The brokerage’s upbeat report highlights a “strong likelihood” of special dividends for shareholders following Wee Hur’s monumental sale of its Australian student accommodation portfolio in December. The $1.37 billion (A$1.6 billion) deal involves seven purpose-built student accommodation (PBSA) properties spanning over 5,500 beds in key Australian cities. Wee Hur owns 50.1% of the portfolio, with the remaining 49.9% held by Singapore’s sovereign wealth fund, GIC.
Massive Windfall Expected
The PBSA deal, set to be finalized by mid-2025, is poised to bring substantial gains for Wee Hur. The company expects to pocket net proceeds of $320 million in cash after the sale, pending shareholder and regulatory approvals. Additionally, Wee Hur will retain a 13% stake in the new ownership structure, valued at A$208 million.
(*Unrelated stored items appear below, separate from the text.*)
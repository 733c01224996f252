use super::client::{SwapiClient, SwapiFilm, SwapiPlanet};
use crate::config::{AppConfig, ImportConfig};
use crate::database_ops::associations;
use crate::database_ops::db::Db;
use crate::database_ops::models::{NewFilm, NewPlanet};
use crate::database_ops::{films, planets};
use crate::error::{AppError, Result};
use chrono::NaiveDate;
use serde::Serialize;
use std::collections::{BTreeSet, HashMap};
use tracing::{debug, error, info, instrument};

/// What one import run did.
#[derive(Debug, Clone, Copy, Default, PartialEq, Eq, Serialize)]
pub struct ImportSummary {
    pub skipped: bool,
    pub films_created: u32,
    pub films_reused: u32,
    pub planets_created: u32,
    pub planets_skipped: u32,
    pub associations_created: u32,
}

/// Load the canonical films and planets, unless enough official rows already
/// exist. The whole run is bounded by `config.deadline`.
#[instrument(skip_all, fields(base_url = %config.base_url))]
pub async fn import_official_data(db: &Db, config: &ImportConfig) -> Result<ImportSummary> {
    match tokio::time::timeout(config.deadline, run(db, config)).await {
        Ok(result) => result,
        Err(_) => Err(AppError::Upstream(format!(
            "import did not finish within {:?}",
            config.deadline
        ))),
    }
}

/// Import gate run by the server entry points before they bind. A failed
/// import is logged and the caller keeps going.
pub async fn import_on_startup(db: &Db, config: &AppConfig) -> Option<ImportSummary> {
    if !config.import_on_startup {
        info!("IMPORT_ON_STARTUP disabled; skipping official data import");
        return None;
    }
    match import_official_data(db, &config.import).await {
        Ok(summary) => {
            info!(?summary, "official data import finished");
            Some(summary)
        }
        Err(e) => {
            error!(error = %e, "official data import failed");
            None
        }
    }
}

async fn run(db: &Db, config: &ImportConfig) -> Result<ImportSummary> {
    let (official_films, official_planets) = {
        let mut conn = db.pool.acquire().await?;
        (
            films::count_official(&mut conn).await?,
            planets::count_official(&mut conn).await?,
        )
    };

    if official_films >= config.expected_films && official_planets >= config.expected_planets {
        info!(official_films, official_planets, "all official data checked");
        return Ok(ImportSummary {
            skipped: true,
            ..Default::default()
        });
    }

    info!(official_films, official_planets, "downloading official data");
    let client = SwapiClient::new(config)?;
    let mut summary = ImportSummary::default();

    let film_ids = import_films(db, &client, &mut summary).await?;
    info!(
        created = summary.films_created,
        reused = summary.films_reused,
        "films done"
    );

    import_planets(db, &client, &film_ids, &mut summary).await?;
    info!(
        created = summary.planets_created,
        skipped = summary.planets_skipped,
        links = summary.associations_created,
        "planets done"
    );

    Ok(summary)
}

/// Upsert every film by title and map each upstream url to its local id.
async fn import_films(
    db: &Db,
    client: &SwapiClient,
    summary: &mut ImportSummary,
) -> Result<HashMap<String, i64>> {
    let mut by_url = HashMap::new();
    let mut next = Some(client.films_url()?);

    while let Some(url) = next {
        let page = client.fetch_page::<SwapiFilm>(&url).await?;
        let mut conn = db.pool.acquire().await?;
        for record in page.results {
            let id = match films::find_id_by_title(&mut conn, &record.title).await? {
                Some(id) => {
                    summary.films_reused += 1;
                    id
                }
                None => {
                    let film = NewFilm {
                        release_date: parse_release_date(&record)?,
                        title: record.title.clone(),
                        official: true,
                    };
                    let id = films::insert(&mut conn, &film).await?;
                    summary.films_created += 1;
                    debug!(id, title = %film.title, "official film stored");
                    id
                }
            };
            by_url.insert(record.url, id);
        }
        next = page.next;
    }

    Ok(by_url)
}

/// Insert unseen planets with their film links, one transaction per planet.
/// Planets already present by name are left exactly as they are.
async fn import_planets(
    db: &Db,
    client: &SwapiClient,
    film_ids: &HashMap<String, i64>,
    summary: &mut ImportSummary,
) -> Result<()> {
    let mut next = Some(client.planets_url()?);

    while let Some(url) = next {
        let page = client.fetch_page::<SwapiPlanet>(&url).await?;
        for record in page.results {
            let mut tx = db.pool.begin().await?;
            if planets::find_id_by_name(&mut tx, &record.name).await?.is_some() {
                summary.planets_skipped += 1;
                continue;
            }

            let planet = normalize_planet(&record)?;
            let linked = resolve_films(&record, film_ids)?;
            let planet_id = planets::insert(&mut tx, &planet).await?;
            for &film_id in &linked {
                associations::link(&mut tx, film_id, planet_id, true).await?;
            }
            tx.commit().await?;

            summary.planets_created += 1;
            summary.associations_created = summary
                .associations_created
                .saturating_add(u32::try_from(linked.len()).unwrap_or(u32::MAX));
            debug!(planet_id, name = %planet.name, films = linked.len(), "official planet stored");
        }
        next = page.next;
    }

    Ok(())
}

fn parse_release_date(record: &SwapiFilm) -> Result<NaiveDate> {
    NaiveDate::parse_from_str(record.release_date.trim(), "%Y-%m-%d").map_err(|e| {
        AppError::Upstream(format!(
            "film {:?} has malformed release_date {:?}: {e}",
            record.title, record.release_date
        ))
    })
}

fn resolve_films(record: &SwapiPlanet, film_ids: &HashMap<String, i64>) -> Result<BTreeSet<i64>> {
    record
        .films
        .iter()
        .map(|url| {
            film_ids.get(url).copied().ok_or_else(|| {
                AppError::Upstream(format!(
                    "planet {:?} references unknown film {url}",
                    record.name
                ))
            })
        })
        .collect()
}

/// `None` for absent, blank or `"unknown"` values.
fn known(raw: Option<&str>) -> Option<&str> {
    let value = raw?.trim();
    if value.is_empty() || value.eq_ignore_ascii_case("unknown") {
        None
    } else {
        Some(value)
    }
}

fn normalize_planet(record: &SwapiPlanet) -> Result<NewPlanet> {
    let malformed = |field: &str, raw: &str| {
        AppError::Upstream(format!(
            "planet {:?} has malformed {field} {raw:?}",
            record.name
        ))
    };

    let diameter = match known(record.diameter.as_deref()) {
        Some(raw) => {
            let value: f64 = raw
                .replace(',', "")
                .parse()
                .map_err(|_| malformed("diameter", raw))?;
            (value > 0.0).then_some(value)
        }
        None => None,
    };
    let population = match known(record.population.as_deref()) {
        Some(raw) => {
            let value: i64 = raw
                .replace(',', "")
                .parse()
                .map_err(|_| malformed("population", raw))?;
            (value >= 0).then_some(value)
        }
        None => None,
    };

    let planet = NewPlanet {
        name: record.name.clone(),
        climates: known(record.climate.as_deref()).map(str::to_string),
        diameter,
        population,
        official: true,
    };
    planet
        .validate()
        .map_err(|e| AppError::Upstream(format!("planet record rejected: {e}")))?;
    Ok(planet)
}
Wee Hur’s profitability is already robust. For the first half of 2024, the company reported a net profit of $75 million, with $60 million stemming from its PBSA joint venture with GIC. Analysts expect similar, if not better, contributions in the second half, pushing the full-year profit to approximately $150 million. This estimate positions Wee Hur at an attractive price-earnings ratio of just 2.6 times—well below industry averages.
A Cash-Rich Future
Wee Hur’s financial standing is set to strengthen even further. By mid-2025, its cash reserves could balloon to nearly $500 million, thanks to multiple revenue streams:
- $320 million from the PBSA sale.
- A$19.8 million in final proceeds from GIC’s earlier acquisition of a 49.9% stake in the PBSA portfolio.
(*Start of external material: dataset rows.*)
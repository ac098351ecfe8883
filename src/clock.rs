//! Wall-clock source used to stamp emitted events

use chrono::{DateTime, Duration, Utc};
use std::sync::Mutex;

pub trait Clock: Send + Sync {
    fn now(&self) -> DateTime<Utc>;
}

/// Reads the system clock
#[derive(Debug, Clone, Copy, Default)]
pub struct SystemClock;

impl Clock for SystemClock {
    fn now(&self) -> DateTime<Utc> {
        Utc::now()
    }
}

/// A clock that only moves when told to. Used by tests and scenario replays
/// so emitted timestamps are reproducible.
pub struct ManualClock {
    now: Mutex<DateTime<Utc>>,
}

impl ManualClock {
    pub fn new(start: DateTime<Utc>) -> Self {
        ManualClock {
            now: Mutex::new(start),
        }
    }

    pub fn set(&self, at: DateTime<Utc>) {
        let mut g = self.now.lock().unwrap_or_else(|e| e.into_inner());
        *g = at;
    }

    pub fn advance(&self, by: Duration) {
        let mut g = self.now.lock().unwrap_or_else(|e| e.into_inner());
        *g += by;
    }
}

impl Default for ManualClock {
    fn default() -> Self {
        Self::new(DateTime::<Utc>::UNIX_EPOCH)
    }
}

impl Clock for ManualClock {
    fn now(&self) -> DateTime<Utc> {
        *self.now.lock().unwrap_or_else(|e| e.into_inner())
    }
}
- $20-$30 million in rental income from PBSA and workers’ dormitories in the second half of 2024.
- Over $20 million in high-occupancy performance bonuses from the PBSA deal.
As of June 2024, Wee Hur already had $117 million in cash on hand, making these additional inflows even more significant.
The Road Ahead
PhillipCapital’s confidence in Wee Hur stems not only from its cash-generating potential but also from its prudent financial management and strategic investments. Investors are eagerly awaiting further announcements, including the possibility of special dividends, which would reward shareholders handsomely.
With a 62-cent price target and a strong financial outlook, Wee Hur is shaping up to be one of Singapore’s most promising stocks in 2025. Market watchers are keeping a close eye on this evolving story, as the company’s transformative moves continue to unfold.